Saturday, November 9, 2013

Stories We Tell: A Review (Review #575)


STORIES WE TELL

Sarah's Secrets Revealed for Our Viewing Pleasure...

Sarah Polley wants us to think that Stories We Tell is something akin to Rashomon, where we get to hear 'the truth' but find that 'the truth' is buried under the teller's own interpretation, prejudices, and motives.  What I found in Stories We Tell is not so much an exploration of what 'truth' in any particular story is, but more about one woman's need to call attention to herself, even if by doing so she tells all of us that she is basically a bastard, her mother an adulteress, and her father clueless.

Polley, an Oscar nominee for her screenplay adaptation of Away From Her, gets her family and her late mother Diane's friends and fellow actors to tell their stories.  There was always this joke in the Polley home that Sarah did not look like her father, Michael.  Everyone, including Michael and Sarah, thought this was all terribly amusing.  However, long after Diane's early death from cancer, certain ideas started forming.  Sarah was conceived when her mother was in her forties, after Diane, a former celebrated Canadian actress, briefly returned to the stage in Montreal in a play called Toronto

Side note: I found it odd that Toronto debuted in Montreal, but there it is.

In any case, while there Diane is not alone.  Still popular and strikingly beautiful, she catches several men's eyes.  Michael also goes to Montreal and there the Polleys rekindle their passion, out from which Sarah, the youngest of their children, was born. 

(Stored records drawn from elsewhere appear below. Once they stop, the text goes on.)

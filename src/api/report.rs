//! Report API handlers: snapshot and refresh.

use actix_web::{get, post, web, HttpResponse};
use chrono::{DateTime, Utc};
use serde::Serialize;
use tracing::{info, warn};
use utoipa::ToSchema;
use uuid::Uuid;

use crate::error::AppResult;
use crate::models::Snapshot;
use crate::services::{aggregate, build_records, ClassifierBundle, ReportSource};
use crate::state::{AppState, LoadedReport};

/// Aggregate snapshot of the currently loaded report.
#[derive(Debug, Serialize, ToSchema)]
pub struct SnapshotResponse {
    /// Load id of the report the snapshot was computed from
    #[serde(skip_serializing_if = "Option::is_none")]
    pub report_id: Option<Uuid>,
    /// When that report was fetched
    #[serde(skip_serializing_if = "Option::is_none")]
    pub fetched_at: Option<DateTime<Utc>>,
    /// Number of canonical test records
    pub total: usize,
    /// The aggregate view
    pub snapshot: Snapshot,
}

/// Result of a report refresh.
#[derive(Debug, Serialize, ToSchema)]
pub struct RefreshResponse {
    pub report_id: Uuid,
    pub fetched_at: DateTime<Utc>,
    /// Canonical test records found in the report
    pub tests: usize,
    /// Distinct suites found in the report
    pub suites: usize,
    /// Whether a classifier bundle was trained and installed
    pub classifier_ready: bool,
}

/// Compute the aggregate snapshot for the loaded report.
///
/// With no report loaded this returns an empty snapshot: a missing report
/// is "no data available", not an error.
#[utoipa::path(
    get,
    path = "/api/v1/snapshot",
    tag = "Report",
    responses(
        (status = 200, description = "Aggregate snapshot", body = SnapshotResponse)
    )
)]
#[get("/snapshot")]
pub async fn snapshot(state: web::Data<AppState>) -> AppResult<HttpResponse> {
    let report = state.current_report().await;

    let records = report
        .as_ref()
        .map(|r| build_records(&r.raw))
        .unwrap_or_default();

    Ok(HttpResponse::Ok().json(SnapshotResponse {
        report_id: report.as_ref().map(|r| r.id),
        fetched_at: report.as_ref().map(|r| r.fetched_at),
        total: records.len(),
        snapshot: aggregate(&records),
    }))
}

/// Fetch the report afresh and retrain the classifier.
///
/// The new report and classifier bundle are swapped in wholesale; queries
/// already in flight keep the versions they started with.
#[utoipa::path(
    post,
    path = "/api/v1/report/refresh",
    tag = "Report",
    responses(
        (status = 200, description = "Report refreshed", body = RefreshResponse),
        (status = 502, description = "Report source unavailable")
    )
)]
#[post("/report/refresh")]
pub async fn refresh(
    state: web::Data<AppState>,
    source: web::Data<ReportSource>,
) -> AppResult<HttpResponse> {
    let raw = source.fetch().await?;
    let report = LoadedReport::new(raw);
    let report_id = report.id;
    let fetched_at = report.fetched_at;

    let records = build_records(&report.raw);
    let suites = aggregate(&records).per_suite.len();
    let tests = records.len();
    info!(
        report_id = %report_id,
        tests,
        suites,
        "Report refreshed"
    );

    let classifier_ready = match ClassifierBundle::train(&records) {
        Ok(bundle) => {
            state.install(report, bundle).await;
            true
        }
        Err(e) => {
            warn!("Classifier training failed, keeping previous bundle: {}", e);
            state.install_report(report).await;
            false
        }
    };

    Ok(HttpResponse::Ok().json(RefreshResponse {
        report_id,
        fetched_at,
        tests,
        suites,
        classifier_ready,
    }))
}

/// Configure report routes.
pub fn configure_report_routes(cfg: &mut web::ServiceConfig) {
    cfg.service(snapshot).service(refresh);
}
//! Canonical test record reconciled from raw report nodes.

use chrono::{DateTime, Utc};
use serde::{Deserialize, Serialize};

use super::attempt::{Attempt, TestStatus};

/// Placeholder used when a suite carries no resolvable title.
pub const UNKNOWN_SUITE: &str = "Unknown suite";

/// Placeholder used when a spec carries no resolvable title.
pub const UNKNOWN_SPEC: &str = "Unknown spec";

/// Placeholder used when a test carries no resolvable title.
pub const UNKNOWN_TEST: &str = "Unknown test";

/// Default project name when the runner reports none.
pub const DEFAULT_PROJECT: &str = "default";

/// Canonical per-test record, built once per normalization pass.
///
/// Immutable after construction and never persisted: the full set is
/// recomputed from the raw report on each query cycle.
#[derive(Debug, Clone, Serialize, Deserialize)]
pub struct TestRecord {
    /// Stable identity key: the source `id` when present, else the
    /// composite `suite::spec::title::project`
    pub id: String,
    /// Enclosing suite title
    pub suite_title: String,
    /// Enclosing spec title
    pub spec_title: String,
    /// Test title
    pub title: String,
    /// Runner project name
    pub project: String,
    /// Execution attempts in execution order
    pub attempts: Vec<Attempt>,
    /// Status of the last attempt
    pub final_status: TestStatus,
    /// True when any attempt failed, timed out, or was interrupted
    pub failed_once: bool,
    /// True when the test failed at least once but passed on the final
    /// attempt
    pub is_flaky: bool,
    /// Start time of the most recent activity for this test
    #[serde(skip_serializing_if = "Option::is_none")]
    pub last_started_at: Option<DateTime<Utc>>,
}

impl TestRecord {
    /// Build a record from its reconciled parts, deriving final status and
    /// the flaky/failed-once classification from the attempt sequence.
    pub fn from_attempts(
        id: Option<String>,
        suite_title: String,
        spec_title: String,
        title: String,
        project: String,
        attempts: Vec<Attempt>,
        last_started_at: Option<DateTime<Utc>>,
    ) -> Self {
        let final_status = attempts
            .last()
            .map(|a| a.status.clone())
            .unwrap_or(TestStatus::Unknown);
        let failed_once = attempts.iter().any(|a| a.status.is_failure());
        let is_flaky = failed_once && final_status == TestStatus::Passed;

        let id = id.unwrap_or_else(|| {
            format!("{}::{}::{}::{}", suite_title, spec_title, title, project)
        });

        TestRecord {
            id,
            suite_title,
            spec_title,
            title,
            project,
            attempts,
            final_status,
            failed_once,
            is_flaky,
            last_started_at,
        }
    }
}

#[cfg(test)]
mod tests {
    use super::*;

    fn attempt(status: TestStatus) -> Attempt {
        Attempt::new(status, Some(100), Vec::new(), None)
    }

    #[test]
    fn test_flaky_requires_final_pass() {
        let record = TestRecord::from_attempts(
            None,
            "Login".to_string(),
            "login.spec.ts".to_string(),
            "shows error on bad password".to_string(),
            "chromium".to_string(),
            vec![attempt(TestStatus::Failed), attempt(TestStatus::Passed)],
            None,
        );

        assert_eq!(record.final_status, TestStatus::Passed);
        assert!(record.failed_once);
        assert!(record.is_flaky);
    }

    #[test]
    fn test_final_failure_is_not_flaky() {
        let record = TestRecord::from_attempts(
            None,
            "Login".to_string(),
            "login.spec.ts".to_string(),
            "t".to_string(),
            "default".to_string(),
            vec![attempt(TestStatus::Failed), attempt(TestStatus::TimedOut)],
            None,
        );

        assert!(record.failed_once);
        assert!(!record.is_flaky);
        assert_eq!(record.final_status, TestStatus::TimedOut);
    }

    #[test]
    fn test_composite_key_when_source_id_missing() {
        let record = TestRecord::from_attempts(
            None,
            "Suite".to_string(),
            "Spec".to_string(),
            "Test".to_string(),
            "default".to_string(),
            vec![attempt(TestStatus::Passed)],
            None,
        );

        assert_eq!(record.id, "Suite::Spec::Test::default");
    }

    #[test]
    fn test_source_id_wins_over_composite() {
        let record = TestRecord::from_attempts(
            Some("abc-123".to_string()),
            "Suite".to_string(),
            "Spec".to_string(),
            "Test".to_string(),
            "default".to_string(),
            vec![attempt(TestStatus::Passed)],
            None,
        );

        assert_eq!(record.id, "abc-123");
    }
}
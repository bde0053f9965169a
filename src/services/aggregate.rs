//! Snapshot aggregation over canonical test records.

use crate::models::{Snapshot, SuiteStats, TestListEntry, TestRecord, TestStatus};

/// Fold a record set into a snapshot in one pass.
///
/// Category assignment is a precedence rule, not an additive one: a flaky
/// record is counted as flaky instead of passed, and no record lands in
/// two buckets. List entries keep traversal order; suites keep first-seen
/// order.
pub fn aggregate(records: &[TestRecord]) -> Snapshot {
    let mut snapshot = Snapshot::default();

    for record in records {
        snapshot.totals.record(record);
        suite_counts(&mut snapshot, &record.suite_title).record(record);

        let entry = TestListEntry::from_record(record);

        if record.is_flaky {
            snapshot.flaky.push(entry.clone());
        } else if record.final_status == TestStatus::Passed {
            snapshot.passed.push(entry.clone());
        } else if record.final_status.is_failure() {
            snapshot.failed.push(entry.clone());
        }

        if record.failed_once {
            snapshot.failed_at_least_once.push(entry);
        }
    }

    snapshot
}

/// Counts slot for a suite, created on first sight to preserve traversal
/// order.
fn suite_counts<'a>(
    snapshot: &'a mut Snapshot,
    title: &str,
) -> &'a mut crate::models::StatusCounts {
    let idx = match snapshot.per_suite.iter().position(|s| s.title == title) {
        Some(idx) => idx,
        None => {
            snapshot.per_suite.push(SuiteStats {
                title: title.to_string(),
                counts: crate::models::StatusCounts::default(),
            });
            snapshot.per_suite.len() - 1
        }
    };
    &mut snapshot.per_suite[idx].counts
}
//! Statistical fallback classifier for free-text questions.
//!
//! Deterministic rules handle the common phrasings; everything else is
//! handed to a bag-of-words multinomial naive-Bayes model trained on
//! synthetic question/answer pairs generated from the current record set.
//! The classifier is an interchangeable collaborator behind a trait so the
//! router never depends on the concrete model.

use std::collections::{HashMap, HashSet};

/// A predicted answer key with an optional confidence score in [0, 1].
#[derive(Debug, Clone, PartialEq)]
pub struct Prediction {
    pub key: String,
    pub confidence: Option<f64>,
}

/// Classifier collaborator failures.
#[derive(Debug, thiserror::Error)]
pub enum ClassifierError {
    /// Training was attempted with no usable examples.
    #[error("no training examples: {0}")]
    NoExamples(String),
}

/// Classifies a free-text question into a canned-answer key.
pub trait QuestionClassifier: Send + Sync {
    /// Classify a query, returning `None` when the model has no signal at
    /// all for the input (e.g. no known vocabulary).
    fn classify(&self, query: &str) -> Result<Option<Prediction>, ClassifierError>;
}

/// Laplace smoothing constant for token likelihoods.
const SMOOTHING: f64 = 1.0;

/// Per-class token statistics.
struct ClassModel {
    key: String,
    log_prior: f64,
    token_counts: HashMap<String, usize>,
    total_tokens: usize,
}

/// Multinomial naive-Bayes text classifier over lowercase word tokens.
pub struct NaiveBayesClassifier {
    classes: Vec<ClassModel>,
    vocabulary_size: usize,
}

impl NaiveBayesClassifier {
    /// Train from (question, answer-key) pairs. Questions sharing a key
    /// pool their token counts into one class.
    pub fn train(examples: &[(String, String)]) -> Result<Self, ClassifierError> {
        if examples.is_empty() {
            return Err(ClassifierError::NoExamples(
                "the report produced no question/answer pairs".to_string(),
            ));
        }

        let mut by_key: HashMap<&str, Vec<&str>> = HashMap::new();
        let mut key_order: Vec<&str> = Vec::new();
        for (question, key) in examples {
            let entry = by_key.entry(key.as_str()).or_insert_with(|| {
                key_order.push(key.as_str());
                Vec::new()
            });
            entry.push(question.as_str());
        }

        let total_examples = examples.len() as f64;
        let mut vocabulary: HashSet<String> = HashSet::new();
        let mut classes = Vec::with_capacity(key_order.len());

        for key in key_order {
            let questions = &by_key[key];
            let mut token_counts: HashMap<String, usize> = HashMap::new();
            let mut total_tokens = 0;

            for question in questions {
                for token in tokenize(question) {
                    vocabulary.insert(token.clone());
                    *token_counts.entry(token).or_insert(0) += 1;
                    total_tokens += 1;
                }
            }

            classes.push(ClassModel {
                key: key.to_string(),
                log_prior: (questions.len() as f64 / total_examples).ln(),
                token_counts,
                total_tokens,
            });
        }

        Ok(NaiveBayesClassifier {
            classes,
            vocabulary_size: vocabulary.len().max(1),
        })
    }
}

impl QuestionClassifier for NaiveBayesClassifier {
    fn classify(&self, query: &str) -> Result<Option<Prediction>, ClassifierError> {
        let tokens = tokenize(query);
        if tokens.is_empty() || self.classes.is_empty() {
            return Ok(None);
        }

        // Log-posterior per class, then softmax for a [0, 1] confidence.
        let mut scores: Vec<f64> = Vec::with_capacity(self.classes.len());
        for class in &self.classes {
            let mut score = class.log_prior;
            for token in &tokens {
                let count = class.token_counts.get(token).copied().unwrap_or(0) as f64;
                let denom = class.total_tokens as f64 + SMOOTHING * self.vocabulary_size as f64;
                score += ((count + SMOOTHING) / denom).ln();
            }
            scores.push(score);
        }

        let (best_idx, best_score) = scores
            .iter()
            .copied()
            .enumerate()
            .max_by(|a, b| a.1.total_cmp(&b.1))
            .expect("classes is non-empty");

        let normalizer: f64 = scores.iter().map(|s| (s - best_score).exp()).sum();
        let confidence = 1.0 / normalizer;

        Ok(Some(Prediction {
            key: self.classes[best_idx].key.clone(),
            confidence: Some(confidence),
        }))
    }
}

/// Lowercase word tokens, alphanumerics only.
fn tokenize(text: &str) -> Vec<String> {
    text.to_lowercase()
        .split(|c: char| !c.is_alphanumeric())
        .filter(|t| !t.is_empty())
        .map(str::to_string)
        .collect()
}
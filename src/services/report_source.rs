//! Raw report fetching from the configured report URL.

use std::time::Duration;

use serde_json::Value;
use tracing::{info, warn};

use crate::error::{AppError, AppResult};

/// HTTP connect timeout for report fetches.
const CONNECT_TIMEOUT: Duration = Duration::from_secs(5);

/// Fetches raw report trees over HTTP.
///
/// A transport or status failure is a single reported error here; callers
/// treat it as "no data available" rather than a crash.
#[derive(Clone)]
pub struct ReportSource {
    url: String,
    client: reqwest::Client,
}

impl ReportSource {
    /// Build a source for the given URL with a bounded total timeout.
    pub fn new(url: String, request_timeout: Duration) -> AppResult<Self> {
        let client = reqwest::Client::builder()
            .connect_timeout(CONNECT_TIMEOUT)
            .timeout(request_timeout)
            .build()
            .map_err(|e| AppError::ReportFetch(format!("Failed to build HTTP client: {}", e)))?;

        Ok(ReportSource { url, client })
    }

    /// Fetch and parse the raw report JSON.
    pub async fn fetch(&self) -> AppResult<Value> {
        info!("Fetching report from {}", self.url);

        let response = self
            .client
            .get(&self.url)
            .send()
            .await
            .map_err(|e| AppError::ReportFetch(format!("Report fetch failed: {}", e)))?;

        let status = response.status();
        if !status.is_success() {
            warn!("Report source returned status {}", status);
            return Err(AppError::ReportFetch(format!(
                "Report source returned status {}",
                status
            )));
        }

        response
            .json::<Value>()
            .await
            .map_err(|e| AppError::ReportFetch(format!("Report body is not valid JSON: {}", e)))
    }

    /// The configured report URL.
    pub fn url(&self) -> &str {
        &self.url
    }
}
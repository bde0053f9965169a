//! Query API handlers: free-text questions and the exchange log.

use actix_web::{get, post, web, HttpResponse};
use serde::{Deserialize, Serialize};
use tracing::warn;
use utoipa::ToSchema;

use crate::error::{AppError, AppResult};
use crate::models::{Exchange, Intent};
use crate::services::router::HELP_ANSWER;
use crate::services::{aggregate, build_records, QueryContext, QueryRouter, Resolution};
use crate::state::AppState;

/// A free-text question about the loaded report.
#[derive(Debug, Deserialize, ToSchema)]
pub struct AskRequest {
    /// The question text
    pub question: String,
}

/// Answer to one question.
#[derive(Debug, Serialize, ToSchema)]
pub struct AskResponse {
    /// Rendered answer text
    pub answer: String,
    /// Resolved intent, absent when the query fell through to the help
    /// answer
    #[serde(skip_serializing_if = "Option::is_none")]
    pub intent: Option<Intent>,
}

/// The conversation so far.
#[derive(Debug, Serialize, ToSchema)]
pub struct ExchangeLogResponse {
    pub exchanges: Vec<Exchange>,
    pub total: usize,
}

/// Ask a question about the current test-run report.
///
/// The pipeline always terminates with some textual answer: routing
/// failures degrade to a generic help message rather than an error. Only
/// the cold-start case, with neither a report nor a classifier loaded,
/// returns 503.
#[utoipa::path(
    post,
    path = "/api/v1/ask",
    tag = "Query",
    request_body = AskRequest,
    responses(
        (status = 200, description = "Answer to the question", body = AskResponse),
        (status = 400, description = "Empty question"),
        (status = 503, description = "No report or classifier loaded yet")
    )
)]
#[post("/ask")]
pub async fn ask(
    state: web::Data<AppState>,
    router: web::Data<QueryRouter>,
    body: web::Json<AskRequest>,
) -> AppResult<HttpResponse> {
    let question = body.question.trim();
    if question.is_empty() {
        return Err(AppError::InvalidInput("question must not be empty".to_string()));
    }

    let report = state.current_report().await;
    let bundle = state.current_bundle().await;

    if report.is_none() && bundle.is_none() {
        return Err(AppError::NotReady(
            "no report or classifier loaded; POST /api/v1/report/refresh first".to_string(),
        ));
    }

    // Re-aggregate from the retained raw report for every query; records
    // are never cached across queries.
    let records = report
        .as_ref()
        .map(|r| build_records(&r.raw))
        .unwrap_or_default();
    let snapshot = aggregate(&records);

    let ctx = QueryContext {
        records: &records,
        snapshot: &snapshot,
        bundle: bundle.as_deref(),
    };

    let (intent, answer) = match router.respond(question, &ctx) {
        Resolution::Matched { intent, answer } => (Some(intent), answer),
        Resolution::NoMatch => (None, HELP_ANSWER.to_string()),
        Resolution::CollaboratorFailure(reason) => {
            warn!("Query degraded to help answer: {}", reason);
            (None, HELP_ANSWER.to_string())
        }
    };

    state
        .record_exchange(Exchange::new(
            question.to_string(),
            answer.clone(),
            intent.clone(),
        ))
        .await;

    Ok(HttpResponse::Ok().json(AskResponse { answer, intent }))
}

/// Read the append-only exchange log.
#[utoipa::path(
    get,
    path = "/api/v1/exchanges",
    tag = "Query",
    responses(
        (status = 200, description = "All exchanges in order", body = ExchangeLogResponse)
    )
)]
#[get("/exchanges")]
pub async fn exchanges(state: web::Data<AppState>) -> AppResult<HttpResponse> {
    let log = state.exchanges.read().await;
    Ok(HttpResponse::Ok().json(ExchangeLogResponse {
        total: log.len(),
        exchanges: log.clone(),
    }))
}

/// Configure query routes.
pub fn configure_query_routes(cfg: &mut web::ServiceConfig) {
    cfg.service(ask).service(exchanges);
}
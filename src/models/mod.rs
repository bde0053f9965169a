//! Domain models for the Report Insight server.

pub mod attempt;
pub mod exchange;
pub mod intent;
pub mod snapshot;
pub mod test_record;

// Re-export commonly used types
pub use attempt::{Attempt, TestStatus};
pub use exchange::Exchange;
pub use intent::{Intent, StatusKind};
pub use snapshot::{Snapshot, StatusCounts, SuiteStats, TestListEntry};
pub use test_record::{TestRecord, DEFAULT_PROJECT, UNKNOWN_SPEC, UNKNOWN_SUITE, UNKNOWN_TEST};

Another curious detail is that Diane was close to having an abortion, raising the question why this particular child would be aborted.  Was it, as the official story maintained, the fact that Diane was in her forties and feared Down's Syndrome?  Or could it be something more, say, hiding proof of an affair?


Look at Me, Dad!
Look at ME!
As Sarah starts plunging into Diane's past, the men who could be her father, and her siblings (full and half from Diane's first marriage), we discover A truth, along with how Sarah, her brothers and sisters, and her two dads all see that perhaps THE truth is a bit more obscure and confused than we are willing or able to admit.

Using both Polley family home movies and reenactments, Stories We Tell gives us a portrait of a family whose final member finds out who she is and how that truth affects all those who Diane tied into her bloodline.

I could never shake the idea that somehow, Stories We Tell was almost narcissistic, a way of showcasing the rather 'scandalous' beginning of her life.   As Polley explored and exposed her mother's life, she never once asked what DIANE would have wanted or what DIANE would have thought of all this.  Would Mrs. Polley have wanted her indiscretions (and I mean in the plural, when we get a last-minute surprise) not just exposed but used as a plot device or worse, promotion for her daughter?

I'll grant that perhaps my discomfort with all this lies in that I have a certain view on such matters.  I'd be appalled if people (and for the matter, if I) discovered that I was not my father's child but the result of an extramarital affair.  Instead of wanting people to know it, I might hire hitmen to take care of anyone who did know about it.  Illegitimacy, at least to me, is something to hide, not something to parade.  That, however, is up to the individual.  What I do find more disturbing is that for all the introspection Polley proclaims, Stories We Tell never once has Sarah Polley ask if her mother, now long dead, would have wanted her secrets exposed. 

As we go with all the tales of Diane Polley, her daughter calmly directs her family, her mother's friends and acquaintances and the people recreating her parent's pre-Sarah lives with what I thought was a somewhat remote manner, as if the revelations and connections were somehow not real or worse, unimportant to the individual.  Instead, they were important only insofar as they revolved around Sarah. 

Now, while I found Stories We Tell close to an exercise in self-absorption, this isn't to say the explorations of individuals memories within the film don't have interesting results.  Harry Gulkin, the man revealed to be Sarah's biological father, vividly remembers Michael at Diane's funeral, while Michael Polley didn't recall Harry being there at all.  Harry, having carried both a torch for Diane and this secret, would focus on the man the love of his life would not leave him for.  Michael, in mourning for the woman he loved and lost, would not focus on a minor figure in his late wife's life. 

Here, we see that memory, particularly what the individual focuses on or what is important to him/her, differs from one person to another.  Memory is a curious thing: what one holds in his/her mind may be seared with one, but be insignificant to someone else.  Harry made an interesting and accurate comment.  "There are particular reactions to certain events.  Not that there are different truths."   Deep words to ponder. 

Stories We Tell has something within it that is good: the idea that memories may be reflections of truth but not absolute truth in and of themselves.  However, Sarah Polley's focus on her own story (and the unanswered question of 'what would Diane think?') push the story to be almost a little bit boring.  As she spools her scandalous beginning, I confess I nodded off for a bit. 

Too much navel-gazing can be too much to take, no matter how shocking the truth is.